Ai 42 gradi di Firenze Nord
Ieri mi sono messo in auto per raggiungere una località trentina partendo dalla Capitale. All’altezza della chiesa di Michelucci in quel di Firenze, il traffico si è bloccato.
Il termometro dell’auto che usavo indicava i 41 gradi, certamente esagerati, lo sappiamo bene che questi strumenti nelle macchine sono raramente affidabili e precisi. Tuttavia, anche se fossero stati 38, i gradi sarebbero comunque stati troppi. E ho pensato allora all’inverno libanese, che ho vissuto in un questo 2019 piovoso e freddo, fino a maggio inoltrato; qualche giorno fa, nella montagna di Faraya, avevo visto ancora degli incredibili nevai ad appena 220 metri d’altezza.
In giugno in Sud Sudan, avevo ascoltato i canti della popolazione che si lamentava per una stagione delle piogge senza precipitazioni, con gravi rischi di carestia nei mesi prossimi. Mentre qualche giorno fa un’amica canadese mi lamentava via whatsapp dei prati gialli dell’Alberta, colore che di solito non raggiungono mai.
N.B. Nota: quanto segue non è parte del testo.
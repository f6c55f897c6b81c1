//! Text measurement for dimension negotiation.
//!
//! Labels and buttons need the bounding box of their text before anything is
//! drawn. The host owns the font, so measurement goes through the
//! [`TextMeasurer`] trait. [`Metrics`] is the cheap, cloneable handle widgets
//! keep around.

use crate::primitives::Size;
use std::fmt;
use std::rc::Rc;

/// Backend-agnostic text measurement.
///
/// Returns the bounding box of a single line of text, matching what the host's
/// text primitive reports after drawing it.
pub trait TextMeasurer {
    fn measure_text(&self, text: &str) -> Size;
}

/// Fixed-advance bitmap font, the kind minimal engines ship with
#[derive(Clone, Copy, Debug, PartialEq, Eq)]
pub struct Monospace {
    pub glyph_width: i32,
    pub line_height: i32,
}

impl TextMeasurer for Monospace {
    fn measure_text(&self, text: &str) -> Size {
        let glyphs = text.chars().count() as i32;
        Size::new(glyphs * self.glyph_width, self.line_height)
    }
}

/// Shared handle to the active text measurer
#[derive(Clone)]
pub struct Metrics(Rc<dyn TextMeasurer>);

impl Metrics {
    pub fn new(measurer: impl TextMeasurer + 'static) -> Self {
        Self(Rc::new(measurer))
    }

    /// Metrics for a monospace font with the given glyph cell
    pub fn monospace(glyph_width: i32, line_height: i32) -> Self {
        Self::new(Monospace {
            glyph_width,
            line_height,
        })
    }

    pub fn measure(&self, text: &str) -> Size {
        self.0.measure_text(text)
    }
}

impl Default for Metrics {
    /// 8x8 bitmap font
    fn default() -> Self {
        Self::monospace(8, 8)
    }
}

impl fmt::Debug for Metrics {
    fn fmt(&self, f: &mut fmt::Formatter<'_>) -> fmt::Result {
        f.debug_tuple("Metrics").finish_non_exhaustive()
    }
}

#[cfg(test)]
mod tests {
    use super::*;

    #[test]
    fn test_monospace_counts_chars_not_bytes() {
        let metrics = Metrics::monospace(6, 10);
        assert_eq!(metrics.measure("blabla"), Size::new(36, 10));
        assert_eq!(metrics.measure("äö"), Size::new(12, 10));
    }

    #[test]
    fn test_empty_text_keeps_line_height() {
        assert_eq!(Metrics::default().measure(""), Size::new(0, 8));
    }
}
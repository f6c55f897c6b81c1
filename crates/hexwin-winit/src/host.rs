use crate::input::{convert_key, convert_mouse_button};
use hexwin::{Game, Painter, Point};
use std::time::Instant;
use winit::dpi::PhysicalPosition;
use winit::event::{ElementState, WindowEvent};
use winit::keyboard::Key as WinitKey;

/// Drives a [`Game`] from winit window events
pub struct WinitHost<G: Game> {
    game: G,
    /// Window scale factor reported by winit
    scale_factor: f64,
    /// Integer upscaling from [`hexwin::HostConfig::screen_scale`]
    screen_scale: i32,
    cursor: Point,
    last_frame: Option<Instant>,
    initialized: bool,
}

impl<G: Game> WinitHost<G> {
    pub fn new(game: G) -> Self {
        Self {
            game,
            scale_factor: 1.0,
            screen_scale: 1,
            cursor: Point::zero(),
            last_frame: None,
            initialized: false,
        }
    }

    /// Take the integer screen scale from the host configuration
    pub fn with_screen_scale(mut self, screen_scale: i32) -> Self {
        if screen_scale > 0 {
            self.screen_scale = screen_scale;
        } else {
            log::warn!("ignoring non-positive screen scale {screen_scale}");
        }
        self
    }

    pub fn set_scale_factor(&mut self, scale_factor: f64) {
        if scale_factor > 0.0 {
            self.scale_factor = scale_factor;
        } else {
            log::warn!("ignoring non-positive scale factor {scale_factor}");
        }
    }

    /// Physical pixels per logical pixel
    pub fn scale(&self) -> f64 {
        self.scale_factor * f64::from(self.screen_scale)
    }

    pub fn game(&self) -> &G {
        &self.game
    }

    pub fn game_mut(&mut self) -> &mut G {
        &mut self.game
    }

    /// Last cursor position in logical pixels
    pub fn cursor(&self) -> Point {
        self.cursor
    }

    /// Run `init` once; later calls do nothing
    pub fn init(&mut self) {
        if !self.initialized {
            self.initialized = true;
            self.game.init();
        }
    }

    /// Advance the game by the time since the previous frame and draw it
    pub fn frame(&mut self, painter: &mut dyn Painter) {
        self.init();
        let now = Instant::now();
        let delta = self
            .last_frame
            .map_or(0.0, |last| now.duration_since(last).as_secs_f32());
        self.last_frame = Some(now);

        self.game.update(delta);
        self.game.draw(painter);
    }

    /// Process a winit WindowEvent
    pub fn handle_window_event(&mut self, event: &WindowEvent) {
        match event {
            WindowEvent::CursorMoved { position, .. } => self.cursor_moved(*position),
            WindowEvent::MouseInput { state, button, .. } => self.mouse_input(*state, *button),
            WindowEvent::KeyboardInput { event, .. } => {
                self.key_input(&event.logical_key, event.state, event.text.as_deref());
            }
            WindowEvent::ScaleFactorChanged { scale_factor, .. } => {
                log::debug!("scale factor changed to {scale_factor}");
                self.set_scale_factor(*scale_factor);
            }
            WindowEvent::CloseRequested => self.game.quit(),
            _ => {}
        }
    }

    pub fn cursor_moved(&mut self, position: PhysicalPosition<f64>) {
        let scale = self.scale();
        self.cursor = Point::new(
            (position.x / scale).floor() as i32,
            (position.y / scale).floor() as i32,
        );
        self.game.mouse_motion(self.cursor.x, self.cursor.y);
    }

    /// Button press or release at the last known cursor position
    pub fn mouse_input(&mut self, state: ElementState, button: winit::event::MouseButton) {
        let button = convert_mouse_button(button);
        let Point { x, y } = self.cursor;
        match state {
            ElementState::Pressed => self.game.mouse_down(x, y, button),
            ElementState::Released => self.game.mouse_up(x, y, button),
        }
    }

    /// Key press or release; `text` is what the press typed, if anything
    pub fn key_input(&mut self, key: &WinitKey, state: ElementState, text: Option<&str>) {
        let key = convert_key(key);
        match state {
            ElementState::Pressed => {
                self.game.key_down(&key);
                if let Some(text) = text.filter(|text| !text.chars().any(char::is_control)) {
                    self.game.text_input(text);
                }
            }
            ElementState::Released => self.game.key_up(&key),
        }
    }
}
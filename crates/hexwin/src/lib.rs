//! # hexwin
//!
//! Retained-mode GUI core for a single-threaded game host.
//!
//! Every node of the widget tree implements [`WinObject`]. Box layouts lay
//! their children out along one axis with an integer solver, windows host a
//! root layout, and the [`WindowManager`] routes host pointer input into the
//! trees with a capture state machine. Concrete widgets live in the
//! `hexwin-widgets` crate.
//!
//! ## Core Types
//!
//! - [`WinObject`] - Capability trait shared by windows, layouts and widgets
//! - [`BoxLayout`] - Horizontal or vertical box with per-child [`LayoutFlags`]
//! - [`Window`] - Top-level container with a background and frame
//! - [`WindowManager`] - Window registry, pointer routing and [`Capture`]
//!
//! ## Host Integration
//!
//! - [`Game`] - Callbacks the host engine invokes
//! - [`GuiApp`] - [`Game`] implementation driving a [`WindowManager`]
//! - [`Painter`] - Drawing surface, with [`DrawList`] as a recording backend
//! - [`Metrics`] - Shared text measurement

mod color;
mod debug;
mod draw;
mod events;
mod host;
mod input;
mod layout;
mod manager;
mod measure;
mod object;
mod primitives;
mod window;

#[cfg(test)]
mod testing;

// Core types
pub use color::*;
pub use layout::*;
pub use object::*;
pub use primitives::*;
pub use window::*;

// Input & Events
pub use events::*;
pub use input::*;
pub use manager::*;

// Rendering & Host
pub use debug::DebugOptions;
pub use draw::*;
pub use host::*;
pub use measure::*;

pub use hexwin_macros::WithBuilders;
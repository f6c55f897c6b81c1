//! Derive macros for hexwin.
//!
//! `#[derive(WithBuilders)]` adds a `with_<field>(value)` method per named
//! field, taking `self` by value and returning `Self`.
//!
//! Field options, given as `#[with_builders(...)]`:
//! - `skip`: no method for this field
//! - `into`: the method accepts `impl Into<FieldType>`
//!
//! ```ignore
//! use hexwin_macros::WithBuilders;
//!
//! #[derive(Default, WithBuilders)]
//! pub struct HostConfig {
//!     #[with_builders(into)]
//!     pub name: String,
//!     pub screen_scale: i32,
//!     #[with_builders(skip)]
//!     frame: u64,
//! }
//!
//! let config = HostConfig::default().with_name("demo").with_screen_scale(2);
//! ```

use proc_macro::TokenStream;
use proc_macro2::TokenStream as TokenStream2;
use quote::{format_ident, quote};
use syn::{parse_macro_input, spanned::Spanned, Data, DeriveInput, Field, Fields};

#[proc_macro_derive(WithBuilders, attributes(with_builders))]
pub fn derive_with_builders(input: TokenStream) -> TokenStream {
    let input = parse_macro_input!(input as DeriveInput);
    expand(&input)
        .unwrap_or_else(syn::Error::into_compile_error)
        .into()
}

fn expand(input: &DeriveInput) -> syn::Result<TokenStream2> {
    let fields = match &input.data {
        Data::Struct(data) => match &data.fields {
            Fields::Named(named) => &named.named,
            other => {
                return Err(syn::Error::new(
                    other.span(),
                    "WithBuilders needs a struct with named fields",
                ))
            }
        },
        _ => {
            return Err(syn::Error::new(
                input.ident.span(),
                "WithBuilders can only be derived for structs",
            ))
        }
    };

    let methods = fields
        .iter()
        .map(builder_method)
        .collect::<syn::Result<Vec<_>>>()?;

    let ident = &input.ident;
    let (impl_generics, ty_generics, where_clause) = input.generics.split_for_impl();
    Ok(quote! {
        impl #impl_generics #ident #ty_generics #where_clause {
            #(#methods)*
        }
    })
}

fn builder_method(field: &Field) -> syn::Result<TokenStream2> {
    let options = FieldOptions::parse(field)?;
    let Some(name) = field.ident.as_ref() else {
        return Ok(TokenStream2::new());
    };
    if options.skip {
        return Ok(TokenStream2::new());
    }

    let ty = &field.ty;
    let method = format_ident!("with_{}", name);
    let docs = format!("Set `{name}` (builder style)");
    Ok(if options.into {
        quote! {
            #[doc = #docs]
            #[must_use]
            pub fn #method(mut self, value: impl ::core::convert::Into<#ty>) -> Self {
                self.#name = value.into();
                self
            }
        }
    } else {
        quote! {
            #[doc = #docs]
            #[must_use]
            pub fn #method(mut self, value: #ty) -> Self {
                self.#name = value;
                self
            }
        }
    })
}

#[derive(Default)]
struct FieldOptions {
    skip: bool,
    into: bool,
}

impl FieldOptions {
    fn parse(field: &Field) -> syn::Result<Self> {
        let mut options = Self::default();
        for attr in field
            .attrs
            .iter()
            .filter(|attr| attr.path().is_ident("with_builders"))
        {
            attr.parse_nested_meta(|meta| {
                if meta.path.is_ident("skip") {
                    options.skip = true;
                    Ok(())
                } else if meta.path.is_ident("into") {
                    options.into = true;
                    Ok(())
                } else {
                    Err(meta.error("expected `skip` or `into`"))
                }
            })?;
        }
        Ok(options)
    }
}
Un amico italiano, questa volta ricercatore in missione al Polo Sud, si lamentava a sua volta su Facebook dello scioglimento inatteso dei ghiacci, nonostante per le sue ricerche ciò rappresentasse una miniera di nuove scoperte e nuovi dati. Tutti, infine, abbiamo le code dei rocciatori in cima all’Everest, perché quest’anno la “finestra” a disposizione degli alpinisti per scalare la vetta più alta del pianeta s’è ridotta da quattro a una settimana. E ognuno può aggiungere la sua testimonianza.
Non sono certo un esperto di cambiamenti climatici, ma qualche inquietudine ormai non può essere negata. È vero, da che mondo è mondo la gente dell’intero pianeta è dedita allo sport più diffuso che sia, quello di parlare della pluie et dub eau temps, direbbero i francesi, cioè della pioggia e del bel tempo. È vero, tante previsioni che si pretendevano scientifiche, un tantino catastrofiche, sono state smentite dai fatti rivelandosi eccessive. È vero l’ecologismo può diventare appunto un “-ismo”, cioè una delle tante ideologie non credibili. Però.
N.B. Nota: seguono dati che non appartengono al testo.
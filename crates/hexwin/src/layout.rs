//! Box layouts (HBox / VBox) and the space distribution solver.
//!
//! A layout arranges its children one after another along the flow axis
//! (horizontal for an HBox, vertical for a VBox). Children without
//! [`LayoutFlags::EXPAND`] get exactly their minimum along the flow axis.
//! Whatever is left is split evenly between the expanding children; an
//! expanding child whose minimum does not fit into the even share is pinned to
//! its minimum and the share is recomputed for the rest.
//!
//! Division is integer. Remainder pixels are not handed out, so a row of three
//! expanding children in 100px ends up 33 + 33 + 33.

use crate::color::Color;
use crate::draw::Painter;
use crate::events::PointerEvent;
use crate::object::{ObjectId, ObjectKind, WinObject};
use crate::primitives::{Point, Rect, Size};
use bitflags::bitflags;

bitflags! {
    /// Per-child layout attributes
    #[derive(Debug, Clone, Copy, PartialEq, Eq, Hash, Default)]
    pub struct LayoutFlags: u8 {
        /// Take a share of the leftover flow-axis space
        const EXPAND = 1 << 0;
        /// Align to the left edge (VBox cross axis)
        const LEFT = 1 << 1;
        /// Align to the right edge (VBox cross axis)
        const RIGHT = 1 << 2;
        /// Align to the top edge (HBox cross axis)
        const TOP = 1 << 3;
        /// Align to the bottom edge (HBox cross axis)
        const BOTTOM = 1 << 4;
    }
}

/// Direction in which a box layout arranges its children
#[derive(Clone, Copy, Debug, PartialEq, Eq)]
pub enum Orientation {
    /// Children are arranged left to right (HBox)
    Horizontal,
    /// Children are arranged top to bottom (VBox)
    Vertical,
}

impl Orientation {
    /// Extent of `size` along the flow axis
    pub const fn flow(self, size: Size) -> i32 {
        match self {
            Self::Horizontal => size.w,
            Self::Vertical => size.h,
        }
    }

    /// Extent of `size` along the cross axis
    pub const fn cross(self, size: Size) -> i32 {
        match self {
            Self::Horizontal => size.h,
            Self::Vertical => size.w,
        }
    }

    /// Build a size from flow and cross extents
    pub const fn size(self, flow: i32, cross: i32) -> Size {
        match self {
            Self::Horizontal => Size::new(flow, cross),
            Self::Vertical => Size::new(cross, flow),
        }
    }

    /// Build a point from flow and cross coordinates
    pub const fn point(self, flow: i32, cross: i32) -> Point {
        match self {
            Self::Horizontal => Point::new(flow, cross),
            Self::Vertical => Point::new(cross, flow),
        }
    }

    /// Coordinate of `point` along the flow axis
    pub const fn flow_pos(self, point: Point) -> i32 {
        match self {
            Self::Horizontal => point.x,
            Self::Vertical => point.y,
        }
    }

    /// Coordinate of `point` along the cross axis
    pub const fn cross_pos(self, point: Point) -> i32 {
        match self {
            Self::Horizontal => point.y,
            Self::Vertical => point.x,
        }
    }

    /// Flags that align a child to the start and the end of the cross axis
    pub const fn cross_flags(self) -> (LayoutFlags, LayoutFlags) {
        match self {
            Self::Horizontal => (LayoutFlags::TOP, LayoutFlags::BOTTOM),
            Self::Vertical => (LayoutFlags::LEFT, LayoutFlags::RIGHT),
        }
    }
}

/// A child of a box layout together with its solver state
pub struct LayoutEntry {
    child: Box<dyn WinObject>,
    flags: LayoutFlags,
    /// Size handed out by the last solve
    allotted: Size,
    /// Rectangle reserved for the child by the last solve, used for hit-testing
    slot: Rect,
    /// Minimum reported at the start of the current solve
    min: Size,
    finalized: bool,
}

impl LayoutEntry {
    fn new(child: Box<dyn WinObject>, flags: LayoutFlags) -> Self {
        Self {
            child,
            flags,
            allotted: Size::ZERO,
            slot: Rect::default(),
            min: Size::ZERO,
            finalized: false,
        }
    }

    pub fn child(&self) -> &dyn WinObject {
        self.child.as_ref()
    }

    pub fn child_mut(&mut self) -> &mut dyn WinObject {
        self.child.as_mut()
    }

    pub fn flags(&self) -> LayoutFlags {
        self.flags
    }

    pub fn allotted(&self) -> Size {
        self.allotted
    }

    pub fn slot(&self) -> Rect {
        self.slot
    }

    fn finalize(&mut self, axis: Orientation, flow: i32, cross_extent: i32) {
        self.allotted = axis.size(flow, cross_extent.max(axis.cross(self.min)));
        self.finalized = true;
    }
}

/// Ordered container laying out its children along one axis
pub struct BoxLayout {
    id: ObjectId,
    rect: Rect,
    orientation: Orientation,
    entries: Vec<LayoutEntry>,
    border: Option<Color>,
}

impl BoxLayout {
    pub fn new(orientation: Orientation) -> Self {
        Self {
            id: ObjectId::next(),
            rect: Rect::default(),
            orientation,
            entries: Vec::new(),
            border: None,
        }
    }

    /// Horizontal box
    pub fn hbox() -> Self {
        Self::new(Orientation::Horizontal)
    }

    /// Vertical box
    pub fn vbox() -> Self {
        Self::new(Orientation::Vertical)
    }

    /// Outline the layout's rectangle when drawing
    pub fn with_border(mut self, color: Color) -> Self {
        self.set_border(Some(color));
        self
    }

    pub fn set_border(&mut self, border: Option<Color>) {
        self.border = border;
    }

    /// Append a child (builder style)
    pub fn with_child(mut self, child: impl WinObject, flags: LayoutFlags) -> Self {
        self.add(child, flags);
        self
    }

    /// Append a child, returning its id.
    ///
    /// The layout is not re-solved until the next `set_dimensions`.
    pub fn add(&mut self, child: impl WinObject, flags: LayoutFlags) -> ObjectId {
        self.add_boxed(Box::new(child), flags)
    }

    pub fn add_boxed(&mut self, child: Box<dyn WinObject>, flags: LayoutFlags) -> ObjectId {
        let id = child.id();
        self.entries.push(LayoutEntry::new(child, flags));
        id
    }

    pub fn orientation(&self) -> Orientation {
        self.orientation
    }

    pub fn entries(&self) -> &[LayoutEntry] {
        &self.entries
    }

    pub fn len(&self) -> usize {
        self.entries.len()
    }

    pub fn is_empty(&self) -> bool {
        self.entries.is_empty()
    }

    /// Typed access to the child at `index`
    pub fn child_as<T: WinObject>(&self, index: usize) -> Option<&T> {
        self.entries.get(index)?.child().downcast_ref::<T>()
    }

    /// Typed mutable access to the child at `index`
    pub fn child_as_mut<T: WinObject>(&mut self, index: usize) -> Option<&mut T> {
        self.entries.get_mut(index)?.child_mut().downcast_mut::<T>()
    }

    /// Distribute the current extent among the children
    fn solve(&mut self) {
        let axis = self.orientation;
        let extent = self.rect.size();
        let flow_extent = axis.flow(extent);
        let cross_extent = axis.cross(extent);

        // A zero flow constraint forces every child to report its true minimum
        let probe = axis.size(0, cross_extent);
        for entry in &mut self.entries {
            entry.finalized = false;
            entry.min = entry.child.get_dimensions(probe);
        }

        let mut remaining = flow_extent;
        let mut pool = 0;
        for entry in &mut self.entries {
            if entry.flags.contains(LayoutFlags::EXPAND) {
                pool += 1;
                continue;
            }
            let min_flow = axis.flow(entry.min);
            entry.finalize(axis, min_flow, cross_extent);
            remaining -= min_flow;
        }

        let mut common = even_share(remaining, pool);
        loop {
            let mut pinned = false;
            for entry in self.entries.iter_mut().filter(|entry| !entry.finalized) {
                let min_flow = axis.flow(entry.min);
                if min_flow > common {
                    entry.finalize(axis, min_flow, cross_extent);
                    remaining -= min_flow;
                    pool -= 1;
                    common = even_share(remaining, pool);
                    pinned = true;
                }
            }
            if !pinned || pool == 0 {
                break;
            }
        }

        for entry in self.entries.iter_mut().filter(|entry| !entry.finalized) {
            entry.finalize(axis, common, cross_extent);
        }

        log::trace!(
            "layout {} solved {}x{}: {} children, {} px unassigned",
            self.id,
            extent.w,
            extent.h,
            self.entries.len(),
            if pool > 0 { remaining - common * pool } else { remaining.max(0) },
        );
    }

    /// Compute slots from the allotments and push geometry to the children
    fn place(&mut self, resize_children: bool) {
        let axis = self.orientation;
        let (start_flag, end_flag) = axis.cross_flags();
        let mut cursor = axis.flow_pos(self.rect.origin());
        let cross_origin = axis.cross_pos(self.rect.origin());

        for entry in &mut self.entries {
            let flow = axis.flow(entry.allotted);
            let span = axis.cross(entry.allotted);
            entry.slot = Rect::from_origin_size(axis.point(cursor, cross_origin), entry.allotted);

            let at_start = entry.flags.contains(start_flag);
            let at_end = entry.flags.contains(end_flag);
            let cross = if at_start || at_end {
                let natural = entry.child.get_dimensions(axis.size(flow, 0));
                axis.cross(natural).min(span)
            } else {
                span
            };
            let offset = match (at_start, at_end) {
                (true, false) => 0,
                (false, true) => span - cross,
                _ => (span - cross) / 2,
            };

            if resize_children {
                entry.child.set_dimensions(axis.size(flow, cross));
            }
            entry
                .child
                .set_position(axis.point(cursor, cross_origin + offset));
            cursor += flow;
        }
    }
}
Però c’è qualcosa che effettivamente non va, al punto che a tutte le latitudini e a tutti i paralleli si moltiplicano le iniziative per la difesa del creato. Giusto per fare un esempio, ho avuto recentemente a che fare con iniziative per la raccolta di bottiglie di plastica, da parte della popolazione “normale”, e di sacchetti abbandonati, in una spiaggia libanese nel nord del Paese, in una campagna al confine tra Benin e Nigeria, in un parco di Aleppo in Siria, in un borgo dalle parti di Bagan, in Myanmar, di recente inserito nella lista dei siti patrimonio dell’umanità dall’Unesco.
Stesse argomentazioni, stesse modalità di raccolta, stessi giovani e adulti ma con la pelle di coloro diverso. È inarrestabile, ormai, la crescita della coscienza nella società civile di una sensibilità alla preservazione dell’ambiente naturale. Lo stesso papa Francesco se ne è fatto voce autorevole, con la sua enciclica Laudato Si’, epocale segno di sensibilità che supera i canoni tradizionali della vita civile, per diventare qualcosa che tocca contemporaneamente politica, spiritualità e comportamenti. È questo, nella catastrofe ambientale che stiamo vivendo, un gran bel segno.
Mentre qui a Firenze i gradi sarebbero diventati 43 e alla radio spiegano che un mare di auto si sarebbe riversata sull’autostrada per l’incendio doloso di una cabina elettrica delle Ferrovie dello Stato nella vicina Firenze. Forse qualche anno fa non avrei pensato la stessa cosa bloccato in fila sull’autostrada del sole per eccesso di vacanzieri.